Home Notes from the Garden

Beauty in the Details

Beauty in the Details

A growing body of scientific research shows that spending time near trees enriches our lives both physically and emotionally. While trees clean pollutants from the very air we breathe, their year-round beauty can awaken our curiosity and prompt us to set aside modern-day concerns as we spend time enjoying the many facets of their beauty. Simply sitting near or walking among them reduces stress, lowers blood pressure, and improves mood. Even in winter, when there are no handsome leaves, flowers, or fruits to admire, we can discover the intricate, fascinating variety of colors and textures found in tree bark.

For example, the young branches on a cluster of Coral bark maple, Acer palmatum ‘Sango kaku,’ near the Cascade shine on a gray rainy day with their brilliantly colored branches (photo above). Often overlooked, tree bark adds textural interest and year-round beauty to the garden. Here are six more examples from our collection of life-enhancing trees that we hope will inspire you to seek and discover the remarkable variety of patterns and colors of tree bark you can find on your next visit to Greenwood.

All trees ‘breathe’ through pores or tiny openings in their bark and this outer “skin” is gradually replenished over many seasons. The London Plane, Platanus x acerifolia, sheds large sections of its bark throughout a single season, discarding the pollutants it had absorbed and thereby protecting the health of the tree. The fresh bark appears in a variety of cream and grey-green colors.
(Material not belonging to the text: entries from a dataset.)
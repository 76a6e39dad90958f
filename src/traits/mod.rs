//! Trait abstractions for the host environment.
//!
//! The move flow never talks to a terminal or an editor directly. It goes
//! through these traits so the same orchestration runs against the terminal
//! adapters in production and the in-memory mocks in tests.
//!
//! # Traits
//!
//! - [`EditorHost`] - save, focus, close and open documents
//! - [`FolderPicker`] - modal fuzzy folder selection
//! - [`Notifier`] - informational and error notices

pub mod editor;
pub mod notifier;
pub mod picker;

pub use editor::{EditorHost, HostError};
pub use notifier::Notifier;
pub use picker::{FolderPicker, PickerError};
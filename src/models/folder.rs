use std::path::{Path, PathBuf};

/// One row of the folder picker.
///
/// The label is derived from `full_path` and the workspace roots; see
/// [`crate::workspace::resolve_label`]. Labels may collide in odd layouts,
/// full paths never do.
#[derive(Debug, Clone, PartialEq, Eq)]
pub struct FolderPickItem {
    pub label: String,
    pub full_path: PathBuf,
}

impl FolderPickItem {
    pub fn new(label: impl Into<String>, full_path: impl Into<PathBuf>) -> Self {
        Self {
            label: label.into(),
            full_path: full_path.into(),
        }
    }
}

/// A single file relocation, built per invocation and then discarded.
#[derive(Debug, Clone, PartialEq, Eq)]
pub struct MoveRequest {
    pub source: PathBuf,
    pub target_dir: PathBuf,
}

impl MoveRequest {
    pub fn new(source: impl Into<PathBuf>, target_dir: impl Into<PathBuf>) -> Self {
        Self {
            source: source.into(),
            target_dir: target_dir.into(),
        }
    }

    /// Base name of the source file, or `None` for paths like `/` or `..`.
    pub fn file_name(&self) -> Option<&std::ffi::OsStr> {
        self.source.file_name()
    }

    /// Where the file ends up: the target directory joined with the source
    /// base name.
    pub fn target_path(&self) -> Option<PathBuf> {
        self.file_name().map(|name| self.target_dir.join(name))
    }

    /// True when the computed destination is the source itself.
    pub fn is_noop(&self) -> bool {
        self.target_path()
            .map(|target| target.as_path() == Path::new(&self.source))
            .unwrap_or(false)
    }
}

#[cfg(test)]
mod tests {
    use super::*;

    #[test]
    fn test_target_path_joins_base_name() {
        let req = MoveRequest::new("/proj/foo.txt", "/proj/sub");
        assert_eq!(req.target_path(), Some(PathBuf::from("/proj/sub/foo.txt")));
        assert!(!req.is_noop());
    }

    #[test]
    fn test_same_directory_is_noop() {
        let req = MoveRequest::new("/proj/foo.txt", "/proj");
        assert!(req.is_noop());
    }

    #[test]
    fn test_root_source_has_no_target() {
        let req = MoveRequest::new("/", "/proj");
        assert_eq!(req.target_path(), None);
        assert!(!req.is_noop());
    }
}
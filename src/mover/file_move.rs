//! The filesystem half of a move: flush, close, create, rename.

use std::path::Path;

use tokio::time::timeout;
use tracing::{debug, info, warn};

use crate::config::MoveConfig;
use crate::error::{classify_rename_error, MoveError, MoveResult, SystemError};
use crate::models::{ActiveFile, Notice};
use crate::traits::{EditorHost, Notifier};

/// Notice for a move onto the file's own path.
pub const SAME_PATH_MESSAGE: &str = "Source and target are the same. No move needed.";

/// Move `file` to `target`, a full file path.
///
/// A dirty buffer is saved first and a visible editor is closed (bounded by
/// [`MoveConfig::close_timeout`]) so the host does not write to the old path
/// afterwards. The destination folder is created if needed; failing to
/// create it is only logged, the rename then reports the real problem.
///
/// Returns `Ok(false)` without touching the disk when `target` is the file's
/// own path. An existing entry at `target` is never replaced; that fails
/// before the editor is touched. Nothing is rolled back if the rename fails.
pub async fn move_file<E, N>(
    file: &ActiveFile,
    target: &Path,
    host: &E,
    config: &MoveConfig,
    notifier: &N,
) -> MoveResult<bool>
where
    E: EditorHost + ?Sized,
    N: Notifier + ?Sized,
{
    let source = file.path.as_path();

    if source == target {
        notifier.notify(&Notice::info(SAME_PATH_MESSAGE));
        return Ok(false);
    }

    if tokio::fs::symlink_metadata(target).await.is_ok() {
        return Err(MoveError::Rename {
            from: source.to_path_buf(),
            to: target.to_path_buf(),
            source: SystemError::AlreadyExists {
                path: target.to_path_buf(),
            },
        });
    }

    if file.dirty {
        host.save(source).await.map_err(|err| MoveError::Save {
            path: source.to_path_buf(),
            source: err,
        })?;
        debug!(path = %source.display(), "Saved before move");
    }

    if file.visible {
        close_editor(file, host, config).await?;
    }

    if let Some(dir) = target.parent() {
        if let Err(err) = tokio::fs::create_dir_all(dir).await {
            warn!(dir = %dir.display(), error = %err, "Could not create destination folder");
        }
    }

    tokio::fs::rename(source, target)
        .await
        .map_err(|err| MoveError::Rename {
            from: source.to_path_buf(),
            to: target.to_path_buf(),
            source: classify_rename_error(err, source.to_path_buf(), target.to_path_buf()),
        })?;

    info!(src = %source.display(), dest = %target.display(), "Moved file");
    Ok(true)
}

async fn close_editor<E>(file: &ActiveFile, host: &E, config: &MoveConfig) -> MoveResult<()>
where
    E: EditorHost + ?Sized,
{
    let path = file.path.as_path();
    let close_error = |err| MoveError::Close {
        path: path.to_path_buf(),
        source: err,
    };

    host.focus(path).await.map_err(close_error)?;
    host.close_active().await.map_err(close_error)?;

    let limit = config.close_timeout();
    if timeout(limit, host.wait_closed(path, config.settle)).await.is_err() {
        warn!(
            path = %path.display(),
            timeout_ms = limit.as_millis() as u64,
            "Editor did not confirm close in time; moving anyway"
        );
    } else {
        debug!(path = %path.display(), "Editor closed");
    }
    Ok(())
}

#[cfg(test)]
mod tests {
    use super::*;
    use crate::adapters::mock::{EditorCall, InMemoryEditor, RecordingNotifier};
    use std::time::Duration;
    use tempfile::TempDir;

    fn fast_config() -> MoveConfig {
        MoveConfig::new().with_settle(Duration::from_millis(1))
    }

    #[tokio::test]
    async fn test_same_path_is_noop() {
        let dir = TempDir::new().unwrap();
        let file = dir.path().join("foo.txt");
        std::fs::write(&file, "x").unwrap();

        let host = InMemoryEditor::new();
        let notifier = RecordingNotifier::new();
        let moved = move_file(&ActiveFile::new(&file), &file, &host, &fast_config(), &notifier)
            .await
            .unwrap();

        assert!(!moved);
        assert!(file.exists());
        assert!(host.calls().is_empty());
        assert_eq!(notifier.messages(), vec![SAME_PATH_MESSAGE.to_string()]);
    }

    #[tokio::test]
    async fn test_creates_missing_folder() {
        let dir = TempDir::new().unwrap();
        let file = dir.path().join("foo.txt");
        std::fs::write(&file, "x").unwrap();
        let target = dir.path().join("a").join("b").join("foo.txt");

        let host = InMemoryEditor::new();
        let notifier = RecordingNotifier::new();
        let moved = move_file(&ActiveFile::new(&file), &target, &host, &fast_config(), &notifier)
            .await
            .unwrap();

        assert!(moved);
        assert!(!file.exists());
        assert_eq!(std::fs::read_to_string(&target).unwrap(), "x");
        assert!(notifier.notices().is_empty());
    }

    #[tokio::test]
    async fn test_dirty_visible_file_is_saved_then_closed() {
        let dir = TempDir::new().unwrap();
        let file = dir.path().join("foo.txt");
        std::fs::write(&file, "old").unwrap();
        let target = dir.path().join("sub").join("foo.txt");

        let host = InMemoryEditor::new();
        host.set_buffer(&file, "unsaved");
        let active = ActiveFile::new(&file).with_dirty(true).with_visible(true);

        move_file(&active, &target, &host, &fast_config(), &RecordingNotifier::new())
            .await
            .unwrap();

        assert_eq!(std::fs::read_to_string(&target).unwrap(), "unsaved");
        assert_eq!(
            host.calls(),
            vec![
                EditorCall::Save(file.clone()),
                EditorCall::Focus(file.clone()),
                EditorCall::CloseActive,
                EditorCall::WaitClosed(file.clone()),
            ]
        );
    }

    #[tokio::test]
    async fn test_hanging_close_times_out_and_moves() {
        let dir = TempDir::new().unwrap();
        let file = dir.path().join("foo.txt");
        std::fs::write(&file, "x").unwrap();
        let target = dir.path().join("sub").join("foo.txt");

        let host = InMemoryEditor::new();
        host.set_close_hangs(true);
        let active = ActiveFile::new(&file).with_visible(true);

        let moved = move_file(&active, &target, &host, &fast_config(), &RecordingNotifier::new())
            .await
            .unwrap();

        assert!(moved);
        assert!(target.exists());
    }

    #[tokio::test]
    async fn test_save_failure_stops_before_rename() {
        let dir = TempDir::new().unwrap();
        let file = dir.path().join("foo.txt");
        std::fs::write(&file, "x").unwrap();
        let target = dir.path().join("sub").join("foo.txt");

        let host = InMemoryEditor::new();
        host.set_save_should_fail(true);
        let active = ActiveFile::new(&file).with_dirty(true);

        let err = move_file(&active, &target, &host, &fast_config(), &RecordingNotifier::new())
            .await
            .unwrap_err();

        assert!(matches!(err, MoveError::Save { .. }));
        assert!(file.exists());
        assert!(!target.exists());
    }

    #[tokio::test]
    async fn test_existing_target_is_not_replaced() {
        let dir = TempDir::new().unwrap();
        let file = dir.path().join("foo.txt");
        std::fs::write(&file, "mine").unwrap();
        let target = dir.path().join("docs").join("foo.txt");
        std::fs::create_dir_all(target.parent().unwrap()).unwrap();
        std::fs::write(&target, "theirs").unwrap();

        let host = InMemoryEditor::new();
        let active = ActiveFile::new(&file).with_dirty(true).with_visible(true);
        let err = move_file(&active, &target, &host, &fast_config(), &RecordingNotifier::new())
            .await
            .unwrap_err();

        assert!(matches!(
            err,
            MoveError::Rename {
                source: SystemError::AlreadyExists { .. },
                ..
            }
        ));
        assert_eq!(std::fs::read_to_string(&file).unwrap(), "mine");
        assert_eq!(std::fs::read_to_string(&target).unwrap(), "theirs");
        assert!(host.calls().is_empty());
    }

    #[tokio::test]
    async fn test_missing_source_is_rename_error() {
        let dir = TempDir::new().unwrap();
        let file = dir.path().join("gone.txt");
        let target = dir.path().join("sub").join("gone.txt");

        let err = move_file(
            &ActiveFile::new(&file),
            &target,
            &InMemoryEditor::new(),
            &fast_config(),
            &RecordingNotifier::new(),
        )
        .await
        .unwrap_err();

        assert_eq!(err.error_code(), "E_MOVE_RENAME");
        // Folder creation already happened and is not rolled back
        assert!(dir.path().join("sub").is_dir());
    }
}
It is easy to see how Shagbark Hickory, Carya ovata, got its name. Another species with exfoliating bark, these trees are covered in long, smoke-grey sheets often more than a foot long and six to eight inches wide. Some beneficial animals, like the native Indiana bat, make their homes in the shelter provided by the flaking bark.

The Peking Lilac, Syringa reticulata subsp. pekinensis ‘Morton’ (China Snow™), bears little resemblance to the common and beloved lavender-flowered lilac. This Asian native features creamy white flowers in early summer and beautiful, amber-hued curlicues of peeling bark.

The deeply fissured, “checkerboard” bark of the native American Persimmon, Diospyros virginiana, makes this species easy to identify. The Lenape called this tree pasimenan and used the fruit for both food and medicine.

The bark on a young Austrian pine, Pinus nigra, is deeply furrowed, but on a stately, mature specimen like this, the fissures can deepen – and form patches of layered, silvery scales and plates that shine in the shade.

The reddish-brown bark on young dawn redwood, Metasequoia glyptostroboides, matures over the years into a deep, rich color and develops distinctive, longitudinal fissures below each lower branch and narrow, exfoliating strips of bark.